Each of the ten warmest years ever recorded have all occurred in the last decade.
2023 was, by far, the planet’s warmest year yet.
Many scientists believe 2024 is already on track to be the warmest year ever, as April, May, and June were each the hottest of those respective months ever recorded.
Governments around the world claim they are invested in fighting the climate crisis, but efforts yielding significant impact are tough to find.
Nature-based solutions like regenerative farming and the revitalization of wetlands, when implemented, have proven effective at mitigating climate impacts and improving resiliency for communities.
Despite being cited in more than half of the climate pledges made by governments, funding for these types of projects has been sparse, particularly when compared to far more expensive and less efficient engineering projects.
The world’s ability to deliver on financing towards fighting the climate crisis while supporting nature has a long, long way to go. While rich countries have recently been scaling up climate finance by pouring tens of billions of dollars into assisting poorer countries in responding to the climate crisis, very little of this money is going into nature-based solutions, despite acknowledgement that they provide far more “bang for the buck.”
One study even showed that Indigenous communities and organizations receive less than one percent of climate funding meant to reduce deforestation.

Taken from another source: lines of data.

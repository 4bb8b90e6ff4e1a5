//! Component boundary detection.
//!
//! Every function here works on byte offsets into a `&str`. All boundaries the
//! engine looks for are ASCII (`/`, `\`, `:` and `.`), so any offset returned is
//! always a valid `char` boundary and can be used to slice the input.

/// The separator normalized paths are written with on this platform.
#[cfg(windows)]
pub const SEPARATOR: char = '\\';
/// The separator normalized paths are written with on this platform.
#[cfg(not(windows))]
pub const SEPARATOR: char = '/';

/// The separator that is accepted on input but rewritten by normalization.
#[cfg(windows)]
pub const ALT_SEPARATOR: char = '/';
/// The separator that is accepted on input but rewritten by normalization.
#[cfg(not(windows))]
pub const ALT_SEPARATOR: char = '\\';

/// Separates a drive letter from the rest of the path (`C:`).
pub const DRIVE_SEPARATOR: char = ':';

const UNC_CHAR: u8 = b'\\';

/// Returns true for either recognized directory separator.
#[inline]
pub fn is_separator(c: char) -> bool {
    c == '/' || c == '\\'
}

#[inline]
pub(crate) fn is_sep(b: u8) -> bool {
    b == b'/' || b == b'\\'
}

/// True if the path starts with the two backslashes of a UNC prefix.
///
/// UNC prefixes are only recognized with `\`, never with `/`.
pub fn has_unc_prefix(path: &str) -> bool {
    let b = path.as_bytes();
    b.len() >= 2 && b[0] == UNC_CHAR && b[1] == UNC_CHAR
}

/// True if the path starts with a drive letter followed by `:`.
pub fn has_drive_prefix(path: &str) -> bool {
    let b = path.as_bytes();
    b.len() >= 2 && b[0].is_ascii_alphabetic() && b[1] == b':'
}

/// Returns true if the path is relative.
///
/// The empty path is relative. A path beginning with a drive prefix or with
/// either separator (which covers both rooted and UNC paths) is absolute.
pub fn is_relative(path: &str) -> bool {
    if path.is_empty() {
        return true;
    }
    if has_drive_prefix(path) {
        return false;
    }
    !is_sep(path.as_bytes()[0])
}

/// Negation of [`is_relative`].
pub fn is_absolute(path: &str) -> bool {
    !is_relative(path)
}

/// Returns the offset just past the component that starts at `from`.
///
/// A UNC double separator at `from` is skipped first. The scan then stops
/// right after a drive separator, or after the next directory separator, which
/// is included in the component.
pub fn find_component_forward(path: &str, from: usize) -> usize {
    let b = path.as_bytes();
    let last = b.len();
    let mut i = from.min(last);

    if i + 1 < last && b[i] == UNC_CHAR && b[i + 1] == UNC_CHAR {
        i += 2;
    }

    while i < last && !is_sep(b[i]) {
        if b[i] == b':' {
            i += 1;
            break;
        }
        i += 1;
    }

    if i < last && is_sep(b[i]) {
        i += 1;
    }
    i
}

/// Returns the start of the last component of `path[..end]`.
///
/// One trailing separator and one drive separator are stepped over before the
/// name itself. When the only thing left in front of the component is a UNC
/// prefix, the prefix belongs to it and `0` is returned.
pub fn find_component_reverse(path: &str, end: usize) -> usize {
    let b = path.as_bytes();
    let mut last = end.min(b.len());

    if last > 0 && is_sep(b[last - 1]) {
        last -= 1;
    }
    if last > 0 && b[last - 1] == b':' {
        last -= 1;
    }
    while last > 0 && !is_sep(b[last - 1]) && b[last - 1] != b':' {
        last -= 1;
    }
    if last == 2 && is_sep(b[0]) && is_sep(b[1]) {
        last = 0;
    }
    last
}

/// Offset where the `index`-th component starts.
///
/// Non-negative indices count from the front: `0` is the start of the path.
/// Negative indices count from the back: `-1` is the start of the last
/// component.
pub fn get_path_component_start(path: &str, index: i32) -> usize {
    let len = path.len();
    if index >= 0 {
        let mut first = 0;
        let mut n = index;
        while first < len && n > 0 {
            first = find_component_forward(path, first);
            n -= 1;
        }
        first
    } else {
        let mut last = len;
        let mut n = index;
        while last > 0 && n < 0 {
            last = find_component_reverse(path, last);
            n += 1;
        }
        last
    }
}

/// Offset where the `index`-th component ends, excluding its separator.
///
/// `get_path_component_end(p, 0)` is the end of the first component, so
/// `&p[..end]` names the top-most ancestor. `-1` is the end of the path.
pub fn get_path_component_end(path: &str, index: i32) -> usize {
    let b = path.as_bytes();
    let len = b.len();
    if index >= 0 {
        let mut n = index + 1;
        let mut result = 0;
        while result < len && n > 0 {
            result = find_component_forward(path, result);
            n -= 1;
        }
        if n == 0 && result > 0 && is_sep(b[result - 1]) {
            result -= 1;
        }
        result
    } else {
        let mut n = index + 1;
        let mut result = len;
        while result > 0 && n < 0 {
            result = find_component_reverse(path, result);
            n += 1;
        }
        if result > 0 && is_sep(b[result - 1]) {
            result -= 1;
        }
        result
    }
}

/// Offset of the file name, or `path.len()` if there is none.
///
/// A path ending in a separator names a directory and has no file name. The
/// server of a bare UNC prefix (`\\server`) is not a file name either.
pub fn get_file_name(path: &str) -> usize {
    let b = path.as_bytes();
    let last = b.len();
    if last > 0 && is_sep(b[last - 1]) {
        return last;
    }

    let mut fname = last;
    while fname > 0 && !is_sep(b[fname - 1]) && b[fname - 1] != b':' {
        fname -= 1;
    }

    if fname == 2 && has_unc_prefix(path) {
        return last;
    }
    fname
}

/// Offset of the extension (including its `.`), or `path.len()` if there is none.
pub fn get_file_extension(path: &str) -> usize {
    let b = path.as_bytes();
    let last = b.len();
    if last > 0 && is_sep(b[last - 1]) {
        return last;
    }

    let first = if has_unc_prefix(path) {
        find_component_forward(path, 0)
    } else {
        0
    };

    for i in (first..last).rev() {
        if is_sep(b[i]) || b[i] == b':' {
            break;
        }
        if b[i] == b'.' {
            return i;
        }
    }
    last
}

/// Offset where the local, machine-independent part of the path begins.
///
/// This is just past `C:` for drive paths, just past `\\server\` for UNC
/// paths, and `0` for everything else.
pub fn get_local_root(path: &str) -> usize {
    if has_drive_prefix(path) {
        return 2;
    }
    if has_unc_prefix(path) {
        return get_path_component_start(path, 1);
    }
    0
}

/// The file-name slice of `path`. Empty for directory paths.
pub fn file_name(path: &str) -> &str {
    &path[get_file_name(path)..]
}

/// The extension slice of `path`, including the leading `.`.
pub fn file_extension(path: &str) -> &str {
    &path[get_file_extension(path)..]
}

/// True if the path ends with either separator.
pub fn has_trailing_separator(path: &str) -> bool {
    path.as_bytes().last().is_some_and(|&b| is_sep(b))
}

/// Appends the canonical separator unless the path already ends with one.
///
/// An empty path stays empty.
pub fn ensure_trailing_separator(path: &mut String) {
    if !path.is_empty() && !has_trailing_separator(path) {
        path.push(SEPARATOR);
    }
}

/// Removes a single trailing separator, if present.
pub fn strip_trailing_separator(path: &mut String) {
    if has_trailing_separator(path) {
        path.pop();
    }
}

/// Iterator over the components of a path, front to back.
///
/// Each item includes its trailing separator, so concatenating the items
/// reproduces the path exactly.
#[derive(Debug, Clone)]
pub struct Components<'a> {
    path: &'a str,
    pos: usize,
}

impl<'a> Iterator for Components<'a> {
    type Item = &'a str;

    fn next(&mut self) -> Option<Self::Item> {
        if self.pos >= self.path.len() {
            return None;
        }
        let start = self.pos;
        self.pos = find_component_forward(self.path, start);
        Some(&self.path[start..self.pos])
    }
}

/// Returns an iterator over the components of `path`.
pub fn components(path: &str) -> Components<'_> {
    Components { path, pos: 0 }
}

/// Components of `path` collected by scanning backward from the end, returned
/// in front-to-back order.
pub(crate) fn components_reverse(path: &str) -> Vec<&str> {
    let mut spans = Vec::new();
    let mut end = path.len();
    while end > 0 {
        let start = find_component_reverse(path, end);
        spans.push(&path[start..end]);
        end = start;
    }
    spans.reverse();
    spans
}

#[cfg(test)]
mod tests {
    use super::*;

    #[test]
    fn test_prefix_detection() {
        assert!(has_unc_prefix(r"\\server\vol"));
        assert!(!has_unc_prefix("//server/vol"));
        assert!(has_drive_prefix(r"C:\a"));
        assert!(has_drive_prefix("c:"));
        assert!(!has_drive_prefix("1:"));
        assert!(!has_drive_prefix("/a:b"));
    }

    #[test]
    fn test_is_relative() {
        assert!(!is_relative(r"C:\a"));
        assert!(!is_relative(r"\\server\vol\x"));
        assert!(!is_relative("/usr"));
        assert!(is_relative("a/b"));
        assert!(is_relative(""));
        assert!(is_absolute("/"));
    }

    #[test]
    fn test_find_component_forward() {
        let p = "/a/bc/d";
        assert_eq!(find_component_forward(p, 0), 1);
        assert_eq!(find_component_forward(p, 1), 3);
        assert_eq!(find_component_forward(p, 3), 6);
        assert_eq!(find_component_forward(p, 6), 7);
        assert_eq!(find_component_forward(p, 7), 7);

        assert_eq!(find_component_forward(r"C:\a", 0), 3);
        assert_eq!(find_component_forward("C:a", 0), 2);
        assert_eq!(find_component_forward(r"\\srv\vol", 0), 6);
    }

    #[test]
    fn test_find_component_reverse() {
        let p = "/a/bc/d";
        assert_eq!(find_component_reverse(p, 7), 6);
        assert_eq!(find_component_reverse(p, 6), 3);
        assert_eq!(find_component_reverse(p, 3), 1);
        assert_eq!(find_component_reverse(p, 1), 0);

        assert_eq!(find_component_reverse(r"C:\a", 3), 0);
        assert_eq!(find_component_reverse(r"\\srv\vol", 6), 0);
        assert_eq!(find_component_reverse(r"\\srv", 5), 0);
    }

    #[test]
    fn test_component_start_and_end() {
        let p = "/usr/local/bin/";
        assert_eq!(get_path_component_start(p, 0), 0);
        assert_eq!(get_path_component_start(p, 1), 1);
        assert_eq!(get_path_component_start(p, 2), 5);
        assert_eq!(get_path_component_start(p, -1), 11);
        assert_eq!(get_path_component_start(p, -2), 5);

        assert_eq!(&p[..get_path_component_end(p, 1)], "/usr");
        assert_eq!(&p[..get_path_component_end(p, 2)], "/usr/local");
        assert_eq!(&p[..get_path_component_end(p, -1)], "/usr/local/bin");
        assert_eq!(&p[..get_path_component_end(p, -2)], "/usr/local");
    }

    #[test]
    fn test_file_name_and_extension() {
        assert_eq!(file_name("/a/b/file.txt"), "file.txt");
        assert_eq!(file_extension("/a/b/file.txt"), ".txt");
        assert_eq!(file_name("/a/b/"), "");
        assert_eq!(file_extension("/a/b/"), "");
        assert_eq!(file_name("C:file"), "file");
        assert_eq!(file_extension("a.b/c"), "");
        assert_eq!(file_extension("archive.tar.gz"), ".gz");
        assert_eq!(file_name(r"\\server"), "");
        assert_eq!(file_extension(r"\\server.corp"), "");
        assert_eq!(file_name(r"\\server\share"), "share");
    }

    #[test]
    fn test_local_root() {
        assert_eq!(get_local_root(r"C:\dir"), 2);
        assert_eq!(get_local_root(r"\\server\vol\x"), 9);
        assert_eq!(get_local_root("/usr"), 0);
        assert_eq!(get_local_root(""), 0);
    }

    #[test]
    fn test_trailing_separator_helpers() {
        let mut p = String::from("a/b");
        assert!(!has_trailing_separator(&p));
        ensure_trailing_separator(&mut p);
        assert!(has_trailing_separator(&p));
        ensure_trailing_separator(&mut p);
        assert_eq!(p.len(), 4);
        strip_trailing_separator(&mut p);
        assert_eq!(p, "a/b");

        let mut empty = String::new();
        ensure_trailing_separator(&mut empty);
        assert!(empty.is_empty());
    }

    #[test]
    fn test_components_iterator() {
        let parts: Vec<&str> = components(r"C:\dir/sub\file").collect();
        assert_eq!(parts, vec![r"C:\", "dir/", r"sub\", "file"]);
        assert_eq!(components_reverse(r"C:\dir/sub\file"), parts);
        assert_eq!(components("").count(), 0);
    }
}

The trend of “nature negative” finance flowing into harmful subsidies and investments continues unabated, while nature-based solutions receive less than one-third of what they need to meet UN climate goals.
We at Home Planet Fund are by-passing all of that, and instead are going straight to the original solution.
Central Asia
In Tajikistan, our Pamiri farmer partners are working in an area that is home to thousands of medicinal plants and herbs that are unique to the area. This is also a critically important habitat of snow leopards and wolves.
The Pamiri’s traditional farming practices are regenerative by definition, so this is bringing back medicinal plants and traditional strains of legumes, grains, and other foods. Their practices naturally support biodiversity, as these crops grow within and regenerate the thin, rocky soil common in a country that is 97% mountainous.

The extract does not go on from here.